Assignment
When you reproduce the listing below, keep every entry exactly as written.

[Input material]

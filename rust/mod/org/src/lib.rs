pub mod api;
pub mod model;
pub mod service;

use std::sync::Arc;

use axum::Router;

use muster_core::Module;
use muster_store::DocStore;

use service::{OrgConfig, OrgService};

/// The Org module — permission-aware resource access and the
/// backup/restore engine.
///
/// Embed this in a server binary to get the generic CRUD surface over
/// every registered resource, role-based permission checks with a TTL
/// cache, the audit trail, and snapshot backup/restore.
pub struct OrgModule {
    service: Arc<OrgService>,
}

impl OrgModule {
    pub fn new(store: Arc<DocStore>, config: OrgConfig) -> Self {
        Self {
            service: OrgService::new(store, config),
        }
    }

    /// Get a reference to the service for programmatic access.
    pub fn service(&self) -> &Arc<OrgService> {
        &self.service
    }
}

impl Module for OrgModule {
    fn name(&self) -> &str {
        "org"
    }

    fn routes(&self) -> Router {
        api::router(Arc::clone(&self.service))
    }
}
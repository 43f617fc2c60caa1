//! Server configuration loading.
//!
//! Configuration lives in a TOML file. The `-c` argument takes either
//! a context name (resolved to `/etc/muster/<name>.toml`) or a direct
//! path.

use std::path::{Path, PathBuf};

use serde::Deserialize;

use org::service::OrgConfig;

#[derive(Debug, Clone, Deserialize)]
pub struct ServerConfig {
    pub storage: StorageConfig,
    pub admin: AdminConfig,

    #[serde(default)]
    pub org: OrgSection,
}

#[derive(Debug, Clone, Deserialize)]
pub struct StorageConfig {
    pub data_dir: String,
}

#[derive(Debug, Clone, Deserialize)]
pub struct AdminConfig {
    /// Bearer token for the bootstrap administrator account.
    pub token: String,
}

/// Optional `[org]` overrides; anything omitted keeps the module
/// default.
#[derive(Debug, Clone, Default, Deserialize)]
#[serde(default)]
pub struct OrgSection {
    pub role_cache_ttl_secs: Option<u64>,
    pub backup_create_limit: Option<u32>,
    pub backup_create_window_secs: Option<u64>,
    pub backup_quick_limit: Option<u32>,
    pub backup_quick_window_secs: Option<u64>,
    pub restore_limit: Option<u32>,
    pub restore_window_secs: Option<u64>,
    pub squad_scoped_permissions: Option<bool>,
}

impl OrgSection {
    pub fn to_org_config(&self) -> OrgConfig {
        let mut config = OrgConfig::default();
        if let Some(v) = self.role_cache_ttl_secs {
            config.role_cache_ttl_secs = v;
        }
        if let Some(v) = self.backup_create_limit {
            config.backup_create_limit = v;
        }
        if let Some(v) = self.backup_create_window_secs {
            config.backup_create_window_secs = v;
        }
        if let Some(v) = self.backup_quick_limit {
            config.backup_quick_limit = v;
        }
        if let Some(v) = self.backup_quick_window_secs {
            config.backup_quick_window_secs = v;
        }
        if let Some(v) = self.restore_limit {
            config.restore_limit = v;
        }
        if let Some(v) = self.restore_window_secs {
            config.restore_window_secs = v;
        }
        if let Some(v) = self.squad_scoped_permissions {
            config.squad_scoped_permissions = v;
        }
        config
    }
}

impl ServerConfig {
    /// Resolve a context name or path to a config file path.
    pub fn resolve_path(name_or_path: &str) -> PathBuf {
        if name_or_path.contains('/') || name_or_path.contains('.') {
            PathBuf::from(name_or_path)
        } else {
            PathBuf::from(format!("/etc/muster/{}.toml", name_or_path))
        }
    }

    pub fn load(path: &Path) -> anyhow::Result<Self> {
        let raw = std::fs::read_to_string(path)
            .map_err(|e| anyhow::anyhow!("cannot read {}: {}", path.display(), e))?;
        let config: ServerConfig = toml::from_str(&raw)
            .map_err(|e| anyhow::anyhow!("cannot parse {}: {}", path.display(), e))?;
        Ok(config)
    }
}

#[cfg(test)]
mod tests {
    use super::*;

    #[test]
    fn test_resolve_path() {
        assert_eq!(
            ServerConfig::resolve_path("prod"),
            PathBuf::from("/etc/muster/prod.toml")
        );
        assert_eq!(
            ServerConfig::resolve_path("./local.toml"),
            PathBuf::from("./local.toml")
        );
    }

    #[test]
    fn test_parse_minimal_config() {
        let config: ServerConfig = toml::from_str(
            r#"
            [storage]
            data_dir = "/var/lib/muster"

            [admin]
            token = "secret"
            "#,
        )
        .unwrap();
        assert_eq!(config.storage.data_dir, "/var/lib/muster");
        assert_eq!(config.org.to_org_config().role_cache_ttl_secs, 60);
    }

    #[test]
    fn test_org_overrides() {
        let config: ServerConfig = toml::from_str(
            r#"
            [storage]
            data_dir = "/tmp"

            [admin]
            token = "secret"

            [org]
            role_cache_ttl_secs = 5
            restore_limit = 1
            "#,
        )
        .unwrap();
        let org = config.org.to_org_config();
        assert_eq!(org.role_cache_ttl_secs, 5);
        assert_eq!(org.restore_limit, 1);
        assert_eq!(org.backup_create_limit, 2);
    }
}
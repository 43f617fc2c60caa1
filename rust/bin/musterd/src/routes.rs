//! Route registration — collects module routes + system endpoints.

use axum::response::IntoResponse;
use axum::routing::get;
use axum::Router;

/// Build the complete router with all routes.
pub fn build_router(module_routes: Vec<(&str, Router)>) -> Router {
    let mut app = Router::new()
        .route("/health", get(health))
        .route("/version", get(version));

    // Mount each module's routes under /{module_name}. Module routes
    // are already Router<()> (they called .with_state() internally).
    for (name, router) in module_routes {
        app = app.nest(&format!("/{}", name), router);
    }

    app
}

async fn health() -> impl IntoResponse {
    axum::Json(serde_json::json!({
        "status": "ok",
    }))
}

async fn version() -> impl IntoResponse {
    axum::Json(serde_json::json!({
        "name": "musterd",
        "version": env!("CARGO_PKG_VERSION"),
    }))
}
use thiserror::Error;

#[derive(Error, Debug)]
pub enum StoreError {
    #[error("connection error: {0}")]
    Connection(String),

    #[error("query error: {0}")]
    Query(String),

    #[error("execution error: {0}")]
    Execution(String),

    #[error("duplicate id: {0}")]
    Conflict(String),

    #[error("serialization error: {0}")]
    Serialization(String),
}

impl StoreError {
    /// Whether this error is a duplicate-key conflict.
    pub fn is_conflict(&self) -> bool {
        matches!(self, StoreError::Conflict(_))
    }
}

[/Input material]

Solved problem
filename rust/mod/org/src/lib.rs
pub mod api;
pub mod model;
pub mod service;

use std::sync::Arc;

use axum::Router;

use muster_core::Module;
use muster_store::DocStore;

use service::{OrgConfig, OrgService};

/// The Org module — permission-aware resource access and the
/// backup/restore engine.
///
/// Embed this in a server binary to get the generic CRUD surface over
/// every registered resource, role-based permission checks with a TTL
/// cache, the audit trail, and snapshot backup/restore.
pub struct OrgModule {
    service: Arc<OrgService>,
}

impl OrgModule {
    pub fn new(store: Arc<DocStore>, config: OrgConfig) -> Self {
        Self {
            service: OrgService::new(store, config),
        }
    }

    /// Get a reference to the service for programmatic access.
    pub fn service(&self) -> &Arc<OrgService> {
        &self.service
    }
}

impl Module for OrgModule {
    fn name(&self) -> &str {
        "org"
    }

    fn routes(&self) -> Router {
        api::router(Arc::clone(&self.service))
    }
}
repository 43f617fc2c60caa1
//! Server configuration loading.
//!
//! Configuration lives in a TOML file. The `-c` argument takes either
//! a context name (resolved to `/etc/muster/<name>.toml`) or a direct
//! path.

use std::path::{Path, PathBuf};

use serde::Deserialize;

use org::service::OrgConfig;

#[derive(Debug, Clone, Deserialize)]
pub struct ServerConfig {
    pub storage: StorageConfig,
    pub admin: AdminConfig,

    #[serde(default)]
    pub org: OrgSection,
}

#[derive(Debug, Clone, Deserialize)]
pub struct StorageConfig {
    pub data_dir: String,
}

#[derive(Debug, Clone, Deserialize)]
pub struct AdminConfig {
    /// Bearer token for the bootstrap administrator account.
    pub token: String,
}

/// Optional `[org]` overrides; anything omitted keeps the module
/// default.
#[derive(Debug, Clone, Default, Deserialize)]
#[serde(default)]
pub struct OrgSection {
    pub role_cache_ttl_secs: Option<u64>,
    pub backup_create_limit: Option<u32>,
    pub backup_create_window_secs: Option<u64>,
    pub backup_quick_limit: Option<u32>,
    pub backup_quick_window_secs: Option<u64>,
    pub restore_limit: Option<u32>,
    pub restore_window_secs: Option<u64>,
    pub squad_scoped_permissions: Option<bool>,
}

impl OrgSection {
    pub fn to_org_config(&self) -> OrgConfig {
        let mut config = OrgConfig::default();
        if let Some(v) = self.role_cache_ttl_secs {
            config.role_cache_ttl_secs = v;
        }
        if let Some(v) = self.backup_create_limit {
            config.backup_create_limit = v;
        }
        if let Some(v) = self.backup_create_window_secs {
            config.backup_create_window_secs = v;
        }
        if let Some(v) = self.backup_quick_limit {
            config.backup_quick_limit = v;
        }
        if let Some(v) = self.backup_quick_window_secs {
            config.backup_quick_window_secs = v;
        }
        if let Some(v) = self.restore_limit {
            config.restore_limit = v;
        }
        if let Some(v) = self.restore_window_secs {
            config.restore_window_secs = v;
        }
        if let Some(v) = self.squad_scoped_permissions {
            config.squad_scoped_permissions = v;
        }
        config
    }
}

impl ServerConfig {
    /// Resolve a context name or path to a config file path.
    pub fn resolve_path(name_or_path: &str) -> PathBuf {
        if name_or_path.contains('/') || name_or_path.contains('.') {
            PathBuf::from(name_or_path)
        } else {
            PathBuf::from(format!("/etc/muster/{}.toml", name_or_path))
        }
    }

    pub fn load(path: &Path) -> anyhow::Result<Self> {
        let raw = std::fs::read_to_string(path)
            .map_err(|e| anyhow::anyhow!("cannot read {}: {}", path.display(), e))?;
        let config: ServerConfig = toml::from_str(&raw)
            .map_err(|e| anyhow::anyhow!("cannot parse {}: {}", path.display(), e))?;
        Ok(config)
    }
}

#[cfg(test)]
mod tests {
    use super::*;

    #[test]
    fn test_resolve_path() {
        assert_eq!(
            ServerConfig::resolve_path("prod"),
            PathBuf::from("/etc/muster/prod.toml")
        );
        assert_eq!(
            ServerConfig::resolve_path("./local.toml"),
            PathBuf::from("./local.toml")
        );
    }

    #[test]
    fn test_parse_minimal_config() {
        let config: ServerConfig = toml::from_str(
            r#"
            [storage]
            data_dir = "/var/lib/muster"

            [admin]
            token = "secret"
            "#,
        )
        .unwrap();
        assert_eq!(config.storage.data_dir, "/var/lib/muster");
        assert_eq!(config.org.to_org_config().role_cache_ttl_secs, 60);
    }

    #[test]
    fn test_org_overrides() {
        let config: ServerConfig = toml::from_str(
            r#"
            [storage]
            data_dir = "/tmp"

            [admin]
            token = "secret"

            [org]
            role_cache_ttl_secs = 5
            restore_limit = 1
            "#,
        )
        .unwrap();
        let org = config.org.to_org_config();
        assert_eq!(org.role_cache_ttl_secs, 5);
        assert_eq!(org.restore_limit, 1);
        assert_eq!(org.backup_create_limit, 2);
    }
}
repository 43f617fc2c60caa1
filename rust/bin/musterd/src/routes.rs
//! Route registration — collects module routes + system endpoints.

use axum::response::IntoResponse;
use axum::routing::get;
use axum::Router;

/// Build the complete router with all routes.
pub fn build_router(module_routes: Vec<(&str, Router)>) -> Router {
    let mut app = Router::new()
        .route("/health", get(health))
        .route("/version", get(version));

    // Mount each module's routes under /{module_name}. Module routes
    // are already Router<()> (they called .with_state() internally).
    for (name, router) in module_routes {
        app = app.nest(&format!("/{}", name), router);
    }

    app
}

async fn health() -> impl IntoResponse {
    axum::Json(serde_json::json!({
        "status": "ok",
    }))
}

async fn version() -> impl IntoResponse {
    axum::Json(serde_json::json!({
        "name": "musterd",
        "version": env!("CARGO_PKG_VERSION"),
    }))
}
use thiserror::Error;

#[derive(Error, Debug)]
pub enum StoreError {
    #[error("connection error: {0}")]
    Connection(String),

    #[error("query error: {0}")]
    Query(String),

    #[error("execution error: {0}")]
    Execution(String),

    #[error("duplicate id: {0}")]
    Conflict(String),

    #[error("serialization error: {0}")]
    Serialization(String),
}

impl StoreError {
    /// Whether this error is a duplicate-key conflict.
    pub fn is_conflict(&self) -> bool {
        matches!(self, StoreError::Conflict(_))
    }
}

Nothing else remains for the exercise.